Вспомнишь еще что-то не то... Даже какое-то сравнение у меня выплыло убедительное. Ну вроде того, что это то же самое, что подглядывать за актером, пока он гримируется и примеряет перед сценой костюмы и парики... А с другой стороны, на сцене-то его и так все увидят, видели уже много раз, записано на кинопленку, возьмите сами да посмотрите – о чем тут вспоминать? 

Но потом, когда я стояла над его могилой и слушала торжественные речи о его борьбе с чеченской войной, я поняла, что мемуары все же не такая уж безнравственная вещь, может быть, даже вполне нравственная, если ты в них не сводишь с человеком личные счеты, не вымещаешь на нем былые обиды, а просто продолжаешь свое общение с ним в этой новой литературной реальности.

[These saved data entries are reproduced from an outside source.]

//! In-memory storage backend

use dashmap::DashMap;

use super::{Storage, StorageError};

/// Concurrent in-memory map.
///
/// Backs both [`super::StorageKind::SessionStorage`] and
/// [`super::StorageKind::WebWorker`]; contents are lost when the last handle is
/// dropped.
#[derive(Debug, Default)]
pub struct MemoryStorage {
    entries: DashMap<String, String>,
}

impl MemoryStorage {
    /// Create an empty store
    pub fn new() -> Self {
        Self::default()
    }

    /// Number of stored keys
    pub fn len(&self) -> usize {
        self.entries.len()
    }

    /// Whether the store holds no keys
    pub fn is_empty(&self) -> bool {
        self.entries.is_empty()
    }
}

impl Storage for MemoryStorage {
    fn get(&self, key: &str) -> Result<Option<String>, StorageError> {
        Ok(self.entries.get(key).map(|v| v.value().clone()))
    }

    fn set(&self, key: &str, value: &str) -> Result<(), StorageError> {
        self.entries.insert(key.to_string(), value.to_string());
        Ok(())
    }

    fn remove(&self, key: &str) -> Result<(), StorageError> {
        self.entries.remove(key);
        Ok(())
    }
}
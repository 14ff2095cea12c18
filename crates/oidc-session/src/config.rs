//! Client configuration
//!
//! [`AuthConfig`] is the caller-supplied request configuration. It can be built
//! in code:
//!
//! ```rust
//! use oidc_session::{AuthConfig, StorageKind};
//!
//! let config = AuthConfig::new("abc123", "https://app.example/callback", "https://idp.example")
//!     .with_scope(["internal_login", "internal_humantask_view"])
//!     .with_storage(StorageKind::WebWorker);
//! assert_eq!(config.requested_scope(), "openid internal_login internal_humantask_view");
//! ```
//!
//! or loaded from a TOML, YAML or JSON file with `OIDC_SESSION_*` environment
//! overrides via [`AuthConfig::from_file`].

use secrecy::{ExposeSecret, SecretString};
use serde::Deserialize;
use std::path::{Path, PathBuf};
use std::time::Duration;
use url::Url;

use crate::error::{Error, Result};
use crate::storage::StorageKind;

/// Environment variable prefix for configuration overrides
pub const ENV_PREFIX: &str = "OIDC_SESSION";

/// Scope that is always part of the authorization request
pub const OPENID_SCOPE: &str = "openid";

fn default_true() -> bool {
    true
}

fn default_timeout_secs() -> u64 {
    30
}

/// How the authorization server returns the authorization code
#[derive(Debug, Clone, Copy, PartialEq, Eq, Deserialize)]
#[serde(rename_all = "snake_case")]
pub enum ResponseMode {
    /// Code in the callback URL query string
    Query,
    /// Code POSTed to the callback and relayed through storage
    FormPost,
}

impl ResponseMode {
    /// Value of the `response_mode` authorize parameter
    pub fn as_str(self) -> &'static str {
        match self {
            Self::Query => "query",
            Self::FormPost => "form_post",
        }
    }
}

/// Request configuration for one client
#[derive(Debug, Clone, Deserialize)]
pub struct AuthConfig {
    /// OAuth client ID
    pub client_id: String,
    /// Optional confidential client secret
    #[serde(default)]
    pub client_secret: Option<SecretString>,
    /// Redirect URI registered for the client
    pub callback_url: String,
    /// Post-logout redirect URI; defaults to `callback_url`
    #[serde(default)]
    pub sign_out_redirect_url: Option<String>,
    /// Origin sent as `Access-Control-Allow-Origin` on token requests
    #[serde(default)]
    pub client_host: Option<String>,
    /// Requested scopes; `openid` is added when missing
    #[serde(default)]
    pub scope: Vec<String>,
    /// Use PKCE (S256) for the code exchange
    #[serde(default = "default_true")]
    pub enable_pkce: bool,
    /// `response_mode` authorize parameter
    #[serde(default)]
    pub response_mode: Option<ResponseMode>,
    /// `prompt` authorize parameter
    #[serde(default)]
    pub prompt: Option<String>,
    /// Identity server origin, e.g. `https://idp.example`
    pub server_origin: String,
    /// Storage backend selector
    #[serde(default)]
    pub storage: StorageKind,
    /// Backing file for [`StorageKind::LocalStorage`]
    #[serde(default)]
    pub storage_path: Option<PathBuf>,
    /// URL prefixes authenticated requests may target
    #[serde(default)]
    pub base_urls: Vec<String>,
    /// Tenant domain, part of the storage namespace
    #[serde(default)]
    pub tenant: Option<String>,
    /// HTTP request timeout in seconds
    #[serde(default = "default_timeout_secs")]
    pub request_timeout_secs: u64,
}

impl AuthConfig {
    /// Create a configuration with defaults for every optional field
    pub fn new(
        client_id: impl Into<String>,
        callback_url: impl Into<String>,
        server_origin: impl Into<String>,
    ) -> Self {
        Self {
            client_id: client_id.into(),
            client_secret: None,
            callback_url: callback_url.into(),
            sign_out_redirect_url: None,
            client_host: None,
            scope: Vec::new(),
            enable_pkce: true,
            response_mode: None,
            prompt: None,
            server_origin: server_origin.into(),
            storage: StorageKind::default(),
            storage_path: None,
            base_urls: Vec::new(),
            tenant: None,
            request_timeout_secs: default_timeout_secs(),
        }
    }

    /// Set the client secret
    #[must_use]
    pub fn with_client_secret(mut self, secret: impl Into<String>) -> Self {
        self.client_secret = Some(SecretString::new(secret.into()));
        self
    }

    /// Set the requested scopes
    #[must_use]
    pub fn with_scope<I, S>(mut self, scope: I) -> Self
    where
        I: IntoIterator<Item = S>,
        S: Into<String>,
    {
        self.scope = scope.into_iter().map(Into::into).collect();
        self
    }

    /// Enable or disable PKCE
    #[must_use]
    pub fn with_pkce(mut self, enabled: bool) -> Self {
        self.enable_pkce = enabled;
        self
    }

    /// Set the response mode
    #[must_use]
    pub fn with_response_mode(mut self, mode: ResponseMode) -> Self {
        self.response_mode = Some(mode);
        self
    }

    /// Set the `prompt` parameter
    #[must_use]
    pub fn with_prompt(mut self, prompt: impl Into<String>) -> Self {
        self.prompt = Some(prompt.into());
        self
    }

    /// Select the storage backend
    #[must_use]
    pub fn with_storage(mut self, storage: StorageKind) -> Self {
        self.storage = storage;
        self
    }

    /// Set the durable storage file
    #[must_use]
    pub fn with_storage_path(mut self, path: impl Into<PathBuf>) -> Self {
        self.storage_path = Some(path.into());
        self
    }

    /// Set the base URLs authenticated requests may target
    #[must_use]
    pub fn with_base_urls<I, S>(mut self, urls: I) -> Self
    where
        I: IntoIterator<Item = S>,
        S: Into<String>,
    {
        self.base_urls = urls.into_iter().map(Into::into).collect();
        self
    }

    /// Set the tenant domain
    #[must_use]
    pub fn with_tenant(mut self, tenant: impl Into<String>) -> Self {
        self.tenant = Some(tenant.into());
        self
    }

    /// Set the client host
    #[must_use]
    pub fn with_client_host(mut self, host: impl Into<String>) -> Self {
        self.client_host = Some(host.into());
        self
    }

    /// Set the post-logout redirect URI
    #[must_use]
    pub fn with_sign_out_redirect_url(mut self, url: impl Into<String>) -> Self {
        self.sign_out_redirect_url = Some(url.into());
        self
    }

    /// Set the HTTP request timeout
    #[must_use]
    pub fn with_request_timeout(mut self, timeout: Duration) -> Self {
        self.request_timeout_secs = timeout.as_secs();
        self
    }

    /// Server origin without a trailing slash
    pub fn origin(&self) -> &str {
        self.server_origin.trim_end_matches('/')
    }

    /// Exposed client secret, if configured
    pub fn client_secret(&self) -> Option<&str> {
        self.client_secret
            .as_ref()
            .map(|s| s.expose_secret().as_str())
    }

    /// Post-logout redirect URI
    pub fn sign_out_redirect(&self) -> &str {
        self.sign_out_redirect_url
            .as_deref()
            .unwrap_or(&self.callback_url)
    }

    /// Space-delimited scope string with `openid` first when it was missing
    pub fn requested_scope(&self) -> String {
        let mut scopes: Vec<&str> = self.scope.iter().map(String::as_str).collect();
        if !scopes.contains(&OPENID_SCOPE) {
            scopes.insert(0, OPENID_SCOPE);
        }
        scopes.join(" ")
    }

    /// HTTP request timeout
    pub fn request_timeout(&self) -> Duration {
        Duration::from_secs(self.request_timeout_secs)
    }

    /// Check the configuration for values no flow can work with
    ///
    /// # Errors
    ///
    /// Returns [`Error::Config`] describing the first problem found.
    pub fn validate(&self) -> Result<()> {
        if self.client_id.trim().is_empty() {
            return Err(Error::Config("client_id must not be empty".to_string()));
        }
        if self.callback_url.trim().is_empty() {
            return Err(Error::Config("callback_url must not be empty".to_string()));
        }
        if self.server_origin.trim().is_empty() {
            return Err(Error::Config("server_origin must not be empty".to_string()));
        }

        Url::parse(&self.server_origin)
            .map_err(|e| Error::Config(format!("server_origin is not a valid URL: {e}")))?;
        Url::parse(&self.callback_url)
            .map_err(|e| Error::Config(format!("callback_url is not a valid URL: {e}")))?;
        if let Some(url) = &self.sign_out_redirect_url {
            Url::parse(url).map_err(|e| {
                Error::Config(format!("sign_out_redirect_url is not a valid URL: {e}"))
            })?;
        }
        for base in &self.base_urls {
            Url::parse(base)
                .map_err(|e| Error::Config(format!("base URL `{base}` is not valid: {e}")))?;
        }

        if self.storage == StorageKind::LocalStorage && self.storage_path.is_none() {
            return Err(Error::Config(
                "LocalStorage requires storage_path to be set".to_string(),
            ));
        }
        if self.request_timeout_secs == 0 {
            return Err(Error::Config(
                "request_timeout_secs must be greater than zero".to_string(),
            ));
        }

        Ok(())
    }

    /// Load configuration from a file, with `OIDC_SESSION_*` environment overrides
    ///
    /// The format is chosen by extension: `.toml`, `.yaml`/`.yml` or `.json`.
    ///
    /// # Errors
    ///
    /// Returns an error if the file is missing, has an unsupported extension,
    /// or does not describe a valid configuration.
    pub fn from_file(path: impl AsRef<Path>) -> Result<Self> {
        Self::from_file_with_prefix(path, ENV_PREFIX)
    }

    /// Load configuration from a file with a custom environment prefix
    ///
    /// # Errors
    ///
    /// See [`AuthConfig::from_file`].
    pub fn from_file_with_prefix(path: impl AsRef<Path>, env_prefix: &str) -> Result<Self> {
        use config::{File, FileFormat};

        let path = path.as_ref();
        if !path.exists() {
            return Err(Error::Config(format!(
                "configuration file not found: {}",
                path.display()
            )));
        }

        let format = match path.extension().and_then(|s| s.to_str()) {
            Some("toml") => FileFormat::Toml,
            Some("yaml") | Some("yml") => FileFormat::Yaml,
            Some("json") => FileFormat::Json,
            _ => {
                return Err(Error::Config(format!(
                    "unsupported configuration format: {}",
                    path.display()
                )));
            }
        };
        let name = path
            .to_str()
            .ok_or_else(|| Error::Config("configuration path is not valid UTF-8".to_string()))?;

        Self::load(File::new(name, format), environment(env_prefix))
    }

    fn load<S>(file: S, env: config::Environment) -> Result<Self>
    where
        S: config::Source + Send + Sync + 'static,
    {
        let config: Self = config::Config::builder()
            .add_source(file)
            .add_source(env)
            .build()?
            .try_deserialize()?;

        config.validate()?;
        Ok(config)
    }
}

/// `{PREFIX}_CLIENT_ID` style overrides; nested keys use `__`
fn environment(prefix: &str) -> config::Environment {
    config::Environment::with_prefix(prefix)
        .prefix_separator("_")
        .separator("__")
        .try_parsing(true)
}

Мемуары, конечно, субъективны, как поэзия. Глупо требовать от этого жанра эпической объективности. Тут твоя полная воля какое-то воспоминание сгустить до предела, подчеркнуть его жирной чертой, поставить на нем акцент, а другое, напротив, ослабить, позволить ему лишь проскользнуть и пусть себе исчезает с глаз долой, пасется одиноко в полях забвения. Но главное, – и это, я считаю, цель мемуаров – написать их так, чтобы выглянул из них тот живой человек – не памятник, не застывший глянцевый портрет, для которого он тщательно позировал, – нет, именно живой человек, который нечто открыл тебе и миру о Боге, о Промысле, о бытии, о любви, о жизни и смерти, о человеке, о тебе самом, наконец, и поэтому был для тебя как Божий вестник, то есть, в каком-то смысле – ангел, посланный возвестить тебе нечто.

Тогда это будет, по словам моего давнего рецензента, "субъективно, но в чем-то глубоко".

Воспоминания об игуменье Серафиме (Черной)

В 1995 году моего мужа рукоположили во диакона Русской православной Церкви, и служил он тогда в Сретенском монастыре. Матушка Серафима, незадолго до этого ставшая игуменьей Ново-Девичьего монастыря, прослышав от кого-то, что существует такая "диаконица", которая давным-давно водит машину, очень мной заинтересовалась: митрополит Ювеналий готов был пожертвовать ее монастырю свою черную "Волгу", но желал это сделать лишь тогда, когда у матушки появится шофер. И вот она обратилась ко мне с просьбой, чтобы я устроилась к ней водителем, и тогда у монастыря сразу бы появилась своя машина, ну а потом кто-то из ее послушниц научился бы водить автомобиль, и она бы отпустила меня с благодарностью.

Матушка была мне очень по сердцу: она принадлежала славному дворянскому роду, послужившему Церкви, царю и Отечеству: ее родным дедушкой был новомученик митрополит Серафим Чичагов, который в свое время много потрудился для канонизации преподобного Серфима Саровского, считавшегося еще и нашим семейным покровителем, спасшим во время Отечественной войны от верной смерти моего отца. Прадед ее служил при Николае I министром Военно-морского флота, а прапрадед – адмирал Чичагов в свое время прославился тем, что разбил под Ревелем шведскую эскадру.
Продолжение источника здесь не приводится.